WHAT NEEDS TO BE DONE -
The answer must consist of every line from the entries that holds the word "PathBuf".

BEGIN EXTRACTED MATERIAL

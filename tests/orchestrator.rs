// tests/orchestrator.rs
//
// Жизненный цикл SnapshotOrchestrator:
// - initialize: выбор варианта (partition > store), импорт, фатальные ошибки;
// - triggers: match по scope, event metadata vs static exports, ошибки проглатываются;
// - shutdown: static exports, ошибки наружу.

mod common;

use std::fs;
use std::sync::Arc;

use anyhow::Result;

use common::{touch, unique_root, Bytes, Call, RecordingPartitionEngine, RecordingStoreEngine};
use gridsnap::snapshot::{EventDispatcher, ServiceKind, SnapshotEventListener};
use gridsnap::{SnapshotError, SnapshotMetadata, SnapshotOrchestrator, SnapshotTriggerEvent};

type Orchestrator = SnapshotOrchestrator<Bytes, Bytes>;
type Event = SnapshotTriggerEvent<Bytes, Bytes>;

fn saves(calls: &[Call]) -> Vec<&Call> {
    calls.iter().filter(|c| matches!(c, Call::Save { .. })).collect()
}

#[test]
fn no_engine_is_illegal_state() {
    let mut orch = Orchestrator::new();
    let err = orch.initialize().unwrap_err();
    assert!(matches!(err, SnapshotError::IllegalState(_)), "got: {err:?}");
    assert!(!orch.is_initialized());
    assert!(matches!(orch.service(), Err(SnapshotError::IllegalState(_))));
    assert!(matches!(orch.shutdown(), Err(SnapshotError::IllegalState(_))));
}

#[test]
fn partition_engine_takes_priority() -> Result<()> {
    let store = Arc::new(RecordingStoreEngine::default());
    let part = Arc::new(RecordingPartitionEngine::new("orders"));

    let mut orch = Orchestrator::new()
        .with_store_engine(store.clone())
        .with_partition_engine(part.clone());
    orch.initialize()?;

    assert_eq!(orch.service_kind(), Some(ServiceKind::Partition));
    assert_eq!(orch.partition_name(), Some("orders"));
    assert!(orch.service()?.as_partition().is_some());
    assert!(orch.service()?.as_store().is_none());

    let shown = format!("{orch:?}");
    assert!(shown.contains("kind: Some(Partition)"), "got: {shown}");
    assert!(shown.contains("partition: Some(\"orders\")"), "got: {shown}");

    let mut only_store = Orchestrator::new().with_store_engine(store);
    only_store.initialize()?;
    assert_eq!(only_store.service_kind(), Some(ServiceKind::Store));
    assert_eq!(only_store.partition_name(), None);
    Ok(())
}

#[test]
fn service_is_a_single_instance() -> Result<()> {
    let mut orch = Orchestrator::new().with_store_engine(Arc::new(RecordingStoreEngine::default()));
    orch.initialize()?;
    assert!(orch.is_singleton());

    assert!(std::ptr::eq(orch.service()?, orch.service()?));

    // повторный initialize запрещён
    assert!(matches!(orch.initialize(), Err(SnapshotError::IllegalState(_))));
    Ok(())
}

#[test]
fn initialize_imports_configured_locations() -> Result<()> {
    let root = unique_root("orch-import");
    let f = touch(&root.join("a.gsnap"));

    let engine = Arc::new(RecordingStoreEngine::default());
    let mut orch = Orchestrator::new()
        .with_store_engine(engine.clone())
        .with_imports(vec![SnapshotMetadata::new(&root, None, None)?]);
    orch.initialize()?;

    assert_eq!(orch.imports().len(), 1);
    assert!(matches!(
        engine.calls().as_slice(),
        [Call::Load { files, .. }] if files == &vec![f.clone()]
    ));
    Ok(())
}

#[test]
fn import_failure_is_fatal() -> Result<()> {
    let root = unique_root("orch-import-fail");
    touch(&root.join("a.gsnap"));

    let engine = Arc::new(RecordingStoreEngine::failing_load());
    let mut orch = Orchestrator::new()
        .with_store_engine(engine)
        .with_imports(vec![SnapshotMetadata::new(&root, None, None)?]);

    let err = orch.initialize().unwrap_err();
    assert!(err.is_import(), "got: {err}");
    assert!(!orch.is_initialized());
    assert_eq!(orch.service_kind(), None);
    Ok(())
}

#[test]
fn trigger_matching_by_scope() -> Result<()> {
    let root = unique_root("orch-match");
    let md = || SnapshotMetadata::<Bytes, Bytes>::new(&root, None, None);

    // partition-scoped
    let part = Arc::new(RecordingPartitionEngine::new("orders"));
    let mut orch = Orchestrator::new().with_partition_engine(part.clone());
    orch.initialize()?;

    assert!(orch.is_match(&Event::partition("orders", Vec::new())));
    assert!(orch.is_match(&Event::partition("/orders", Vec::new())));
    assert!(!orch.is_match(&Event::partition("users", Vec::new())));
    assert!(!orch.is_match(&Event::store(Vec::new())));

    orch.on_snapshot_event(&Event::partition("users", vec![md()?]));
    orch.on_snapshot_event(&Event::store(vec![md()?]));
    assert!(part.calls().is_empty(), "non-matching events must not export");

    orch.on_snapshot_event(&Event::partition("/orders", vec![md()?]));
    assert_eq!(saves(&part.calls()).len(), 1);

    // store-wide
    let store = Arc::new(RecordingStoreEngine::default());
    let mut orch = Orchestrator::new().with_store_engine(store.clone());
    orch.initialize()?;
    assert!(orch.is_match(&Event::store(Vec::new())));
    assert!(!orch.is_match(&Event::partition("orders", Vec::new())));

    orch.on_snapshot_event(&Event::partition("orders", vec![md()?]));
    assert!(store.calls().is_empty());
    orch.on_snapshot_event(&Event::store(vec![md()?]));
    assert_eq!(saves(&store.calls()).len(), 1);
    Ok(())
}

#[test]
fn event_metadata_overrides_static_exports() -> Result<()> {
    let root = unique_root("orch-override");
    let static_dir = root.join("static");
    let adhoc_dir = root.join("adhoc");
    fs::create_dir_all(&static_dir)?;
    fs::create_dir_all(&adhoc_dir)?;

    let engine = Arc::new(RecordingStoreEngine::default());
    let mut orch = Orchestrator::new()
        .with_store_engine(engine.clone())
        .with_exports(vec![SnapshotMetadata::new(&static_dir, None, None)?]);
    orch.initialize()?;

    let adhoc = Event::store(vec![SnapshotMetadata::new(&adhoc_dir, None, None)?]);
    assert_eq!(orch.resolve_snapshot_metadata(&adhoc)[0].location(), adhoc_dir.as_path());
    orch.on_snapshot_event(&adhoc);

    let empty = Event::store(Vec::new());
    assert_eq!(orch.resolve_snapshot_metadata(&empty)[0].location(), static_dir.as_path());
    orch.on_snapshot_event(&empty);

    let targets: Vec<_> = engine
        .calls()
        .into_iter()
        .filter_map(|c| match c {
            Call::Save { target, .. } => Some(target),
            _ => None,
        })
        .collect();
    assert_eq!(targets, vec![adhoc_dir, static_dir]);
    Ok(())
}

#[test]
fn trigger_swallows_but_shutdown_propagates() -> Result<()> {
    let root = unique_root("orch-fail");
    let engine = Arc::new(RecordingStoreEngine::failing_save());
    let mut orch = Orchestrator::new()
        .with_store_engine(engine.clone())
        .with_exports(vec![SnapshotMetadata::new(&root, None, None)?]);
    orch.initialize()?;

    // не паникует и не возвращает ошибку
    orch.on_snapshot_event(&Event::store(Vec::new()));
    assert_eq!(saves(&engine.calls()).len(), 1);
    assert!(orch.is_initialized());

    let err = orch.shutdown().unwrap_err();
    assert!(err.is_export(), "got: {err}");
    assert_eq!(saves(&engine.calls()).len(), 2);
    Ok(())
}

#[test]
fn trigger_before_initialize_is_swallowed() -> Result<()> {
    let root = unique_root("orch-early");
    let engine = Arc::new(RecordingStoreEngine::default());
    let orch = Orchestrator::new()
        .with_store_engine(engine.clone())
        .with_exports(vec![SnapshotMetadata::new(&root, None, None)?]);

    orch.on_snapshot_event(&Event::store(Vec::new()));
    assert!(engine.calls().is_empty());
    Ok(())
}

#[test]
fn shutdown_with_no_exports_is_no_work() -> Result<()> {
    let engine = Arc::new(RecordingStoreEngine::failing_save());
    let mut orch = Orchestrator::new().with_store_engine(engine.clone());
    orch.initialize()?;
    orch.shutdown()?;
    assert!(engine.calls().is_empty());
    Ok(())
}

#[test]
fn dispatcher_fans_out_to_every_listener() -> Result<()> {
    let root = unique_root("orch-dispatch");
    let store_engine = Arc::new(RecordingStoreEngine::default());
    let part_engine = Arc::new(RecordingPartitionEngine::new("orders"));

    let mut store_orch = Orchestrator::new().with_store_engine(store_engine.clone());
    store_orch.initialize()?;
    let mut part_orch = Orchestrator::new().with_partition_engine(part_engine.clone());
    part_orch.initialize()?;

    let mut dispatcher = EventDispatcher::new();
    assert!(dispatcher.is_empty());
    dispatcher.register(Arc::new(store_orch));
    dispatcher.register(Arc::new(part_orch));
    assert_eq!(dispatcher.len(), 2);

    dispatcher.publish(&Event::partition("orders", vec![SnapshotMetadata::new(&root, None, None)?]));
    assert!(store_engine.calls().is_empty());
    assert_eq!(saves(&part_engine.calls()).len(), 1);

    dispatcher.publish(&Event::store(vec![SnapshotMetadata::new(&root, None, None)?]));
    assert_eq!(saves(&store_engine.calls()).len(), 1);
    assert_eq!(saves(&part_engine.calls()).len(), 1);
    Ok(())
}
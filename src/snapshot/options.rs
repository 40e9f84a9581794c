use std::fmt;
use std::sync::Arc;

/// Predicate over key/value pairs restricting which entries take part in an export/import.
/// Cheap to clone: the closure is shared.
pub struct SnapshotFilter<K, V> {
    inner: Arc<dyn Fn(&K, &V) -> bool + Send + Sync>,
}

impl<K, V> SnapshotFilter<K, V> {
    pub fn new<F>(f: F) -> Self
    where
        F: Fn(&K, &V) -> bool + Send + Sync + 'static,
    {
        Self { inner: Arc::new(f) }
    }

    pub fn accept(&self, key: &K, value: &V) -> bool {
        (self.inner)(key, value)
    }
}

impl<V: 'static> SnapshotFilter<Vec<u8>, V> {
    /// Accept only entries whose (byte) key starts with `prefix`.
    pub fn key_prefix<P: Into<Vec<u8>>>(prefix: P) -> Self {
        let prefix = prefix.into();
        Self::new(move |k: &Vec<u8>, _v: &V| k.starts_with(&prefix))
    }
}

impl<K, V> Clone for SnapshotFilter<K, V> {
    fn clone(&self) -> Self {
        Self {
            inner: Arc::clone(&self.inner),
        }
    }
}

impl<K, V> fmt::Debug for SnapshotFilter<K, V> {
    fn fmt(&self, f: &mut fmt::Formatter<'_>) -> fmt::Result {
        f.write_str("SnapshotFilter(..)")
    }
}

/// Options handed to the engine for a single load/save call.
/// Obtained fresh from the engine (`create_options`) and then decorated with a filter.
pub struct SnapshotOptions<K, V> {
    filter: Option<SnapshotFilter<K, V>>,
}

impl<K, V> SnapshotOptions<K, V> {
    pub fn new() -> Self {
        Self { filter: None }
    }

    /// Replace the filter (None clears it).
    pub fn set_filter(mut self, filter: Option<SnapshotFilter<K, V>>) -> Self {
        self.filter = filter;
        self
    }

    pub fn filter(&self) -> Option<&SnapshotFilter<K, V>> {
        self.filter.as_ref()
    }

    pub fn is_filter_present(&self) -> bool {
        self.filter.is_some()
    }

    /// True when no filter is set or the filter accepts the entry.
    pub fn accepts(&self, key: &K, value: &V) -> bool {
        self.filter.as_ref().map_or(true, |f| f.accept(key, value))
    }
}

impl<K, V> Default for SnapshotOptions<K, V> {
    fn default() -> Self {
        Self::new()
    }
}

impl<K, V> Clone for SnapshotOptions<K, V> {
    fn clone(&self) -> Self {
        Self {
            filter: self.filter.clone(),
        }
    }
}

impl<K, V> fmt::Debug for SnapshotOptions<K, V> {
    fn fmt(&self, f: &mut fmt::Formatter<'_>) -> fmt::Result {
        f.debug_struct("SnapshotOptions")
            .field("filter", &self.filter)
            .finish()
    }
}

impl<K, V> fmt::Display for SnapshotOptions<K, V> {
    fn fmt(&self, f: &mut fmt::Formatter<'_>) -> fmt::Result {
        write!(
            f,
            "SnapshotOptions {{ filter = {} }}",
            if self.is_filter_present() { "present" } else { "absent" }
        )
    }
}
//! Centralized configuration for the snapshot service.
//!
//! Sources:
//! - JSON document (`SnapshotServiceConfig::from_json_file`):
//!   {
//!     "partition": "orders",                      // optional; absent => store-wide
//!     "imports": [{"location": "/var/snap/in", "format": "native", "key_prefix": "user:"}],
//!     "exports": [{"location": "/var/snap/out"}]
//!   }
//! - ENV (`SnapshotServiceConfig::from_env`):
//!   GS_SNAPSHOT_PARTITION = "orders"
//!   GS_SNAPSHOT_IMPORTS   = "/a,/b"   (comma or ';' separated locations)
//!   GS_SNAPSHOT_EXPORTS   = "/out"
//!   GS_SNAPSHOT_FORMAT    = native|json (format for env-provided locations; default native)
//! - fluent `with_*` setters on top of either.
//!
//! Locations are only checked when turned into `SnapshotMetadata` (`to_metadata`),
//! where a missing path fails fast.

use std::fmt;
use std::fs;
use std::path::{Path, PathBuf};
use std::sync::Arc;

use anyhow::{Context, Result};
use serde::{Deserialize, Serialize};

use crate::consts::{ENV_EXPORTS, ENV_FORMAT, ENV_IMPORTS, ENV_PARTITION};
use crate::grid::Store;
use crate::snapshot::{SnapshotFilter, SnapshotFormat, SnapshotMetadata, SnapshotOrchestrator};

/// One import/export entry as written in configuration.
#[derive(Clone, Debug, PartialEq, Eq, Serialize, Deserialize)]
pub struct MetadataConfig {
    pub location: PathBuf,
    #[serde(default)]
    pub format: Option<SnapshotFormat>,
    /// Only keys starting with this prefix take part (UTF-8 prefix of the byte key).
    #[serde(default)]
    pub key_prefix: Option<String>,
}

impl MetadataConfig {
    pub fn new<P: Into<PathBuf>>(location: P) -> Self {
        Self {
            location: location.into(),
            format: None,
            key_prefix: None,
        }
    }

    pub fn with_format(mut self, format: Option<SnapshotFormat>) -> Self {
        self.format = format;
        self
    }

    pub fn with_key_prefix<S: Into<String>>(mut self, prefix: Option<S>) -> Self {
        self.key_prefix = prefix.map(Into::into);
        self
    }

    /// Build runtime metadata. Fails if the location does not exist.
    pub fn to_metadata(&self) -> Result<SnapshotMetadata<Vec<u8>, Vec<u8>>> {
        let filter = self
            .key_prefix
            .as_ref()
            .map(|p| SnapshotFilter::key_prefix(p.as_bytes().to_vec()));
        let md = SnapshotMetadata::new(self.location.clone(), filter, self.format)
            .with_context(|| format!("snapshot metadata for {}", self.location.display()))?;
        Ok(md)
    }
}

#[derive(Clone, Debug, Default, PartialEq, Eq, Serialize, Deserialize)]
pub struct SnapshotServiceConfig {
    /// Partition to snapshot; None => the whole store.
    #[serde(default)]
    pub partition: Option<String>,
    #[serde(default)]
    pub imports: Vec<MetadataConfig>,
    #[serde(default)]
    pub exports: Vec<MetadataConfig>,
}

impl SnapshotServiceConfig {
    /// Load configuration from environment variables.
    pub fn from_env() -> Self {
        let mut cfg = Self::default();

        if let Ok(v) = std::env::var(ENV_PARTITION) {
            let s = v.trim();
            if !s.is_empty() {
                cfg.partition = Some(s.to_string());
            }
        }

        let format = std::env::var(ENV_FORMAT)
            .ok()
            .and_then(|v| v.parse::<SnapshotFormat>().ok());

        if let Ok(v) = std::env::var(ENV_IMPORTS) {
            cfg.imports = split_locations(&v)
                .into_iter()
                .map(|p| MetadataConfig::new(p).with_format(format))
                .collect();
        }

        if let Ok(v) = std::env::var(ENV_EXPORTS) {
            cfg.exports = split_locations(&v)
                .into_iter()
                .map(|p| MetadataConfig::new(p).with_format(format))
                .collect();
        }

        cfg
    }

    /// Load the JSON configuration document.
    pub fn from_json_file(path: &Path) -> Result<Self> {
        let bytes = fs::read(path).with_context(|| format!("read {}", path.display()))?;
        let cfg: Self = serde_json::from_slice(&bytes)
            .with_context(|| format!("parse snapshot config {}", path.display()))?;
        Ok(cfg)
    }

    // Fluent setters (builder-style).

    pub fn with_partition<S: Into<String>>(mut self, partition: Option<S>) -> Self {
        self.partition = partition.map(Into::into);
        self
    }

    pub fn with_import(mut self, md: MetadataConfig) -> Self {
        self.imports.push(md);
        self
    }

    pub fn with_export(mut self, md: MetadataConfig) -> Self {
        self.exports.push(md);
        self
    }

    pub fn with_imports(mut self, imports: Vec<MetadataConfig>) -> Self {
        self.imports = imports;
        self
    }

    pub fn with_exports(mut self, exports: Vec<MetadataConfig>) -> Self {
        self.exports = exports;
        self
    }

    pub fn build(self) -> Self {
        self
    }

    pub fn import_metadata(&self) -> Result<Vec<SnapshotMetadata<Vec<u8>, Vec<u8>>>> {
        self.imports.iter().map(MetadataConfig::to_metadata).collect()
    }

    pub fn export_metadata(&self) -> Result<Vec<SnapshotMetadata<Vec<u8>, Vec<u8>>>> {
        self.exports.iter().map(MetadataConfig::to_metadata).collect()
    }

    /// Wire an orchestrator over `store`: partition-scoped if a partition is configured
    /// (created on demand), store-wide otherwise. Not initialized yet.
    pub fn build_orchestrator(
        &self,
        store: &Arc<Store>,
    ) -> Result<SnapshotOrchestrator<Vec<u8>, Vec<u8>>> {
        let mut orch = SnapshotOrchestrator::new();
        match self.partition.as_deref() {
            Some(name) => {
                let partition = store.get_or_create_partition(name)?;
                orch.set_partition_engine(Arc::new(partition.snapshot_service()));
            }
            None => orch.set_store_engine(Arc::new(store.snapshot_service())),
        }
        orch.set_imports(self.import_metadata()?);
        orch.set_exports(self.export_metadata()?);
        Ok(orch)
    }
}

impl fmt::Display for SnapshotServiceConfig {
    fn fmt(&self, f: &mut fmt::Formatter<'_>) -> fmt::Result {
        let locs = |v: &[MetadataConfig]| {
            v.iter()
                .map(|m| m.location.display().to_string())
                .collect::<Vec<_>>()
                .join(", ")
        };
        write!(
            f,
            "SnapshotServiceConfig {{ \
             partition: {}, \
             imports: [{}], \
             exports: [{}] \
             }}",
            self.partition.as_deref().unwrap_or("(store)"),
            locs(&self.imports),
            locs(&self.exports),
        )
    }
}

fn split_locations(s: &str) -> Vec<PathBuf> {
    s.split(|c| c == ',' || c == ';')
        .map(str::trim)
        .filter(|p| !p.is_empty())
        .map(PathBuf::from)
        .collect()
}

END EXTRACTED MATERIAL

EXPECTED ANSWER -
use std::path::{Path, PathBuf};
    pub location: PathBuf,
    pub fn new<P: Into<PathBuf>>(location: P) -> Self {
fn split_locations(s: &str) -> Vec<PathBuf> {
        .map(PathBuf::from)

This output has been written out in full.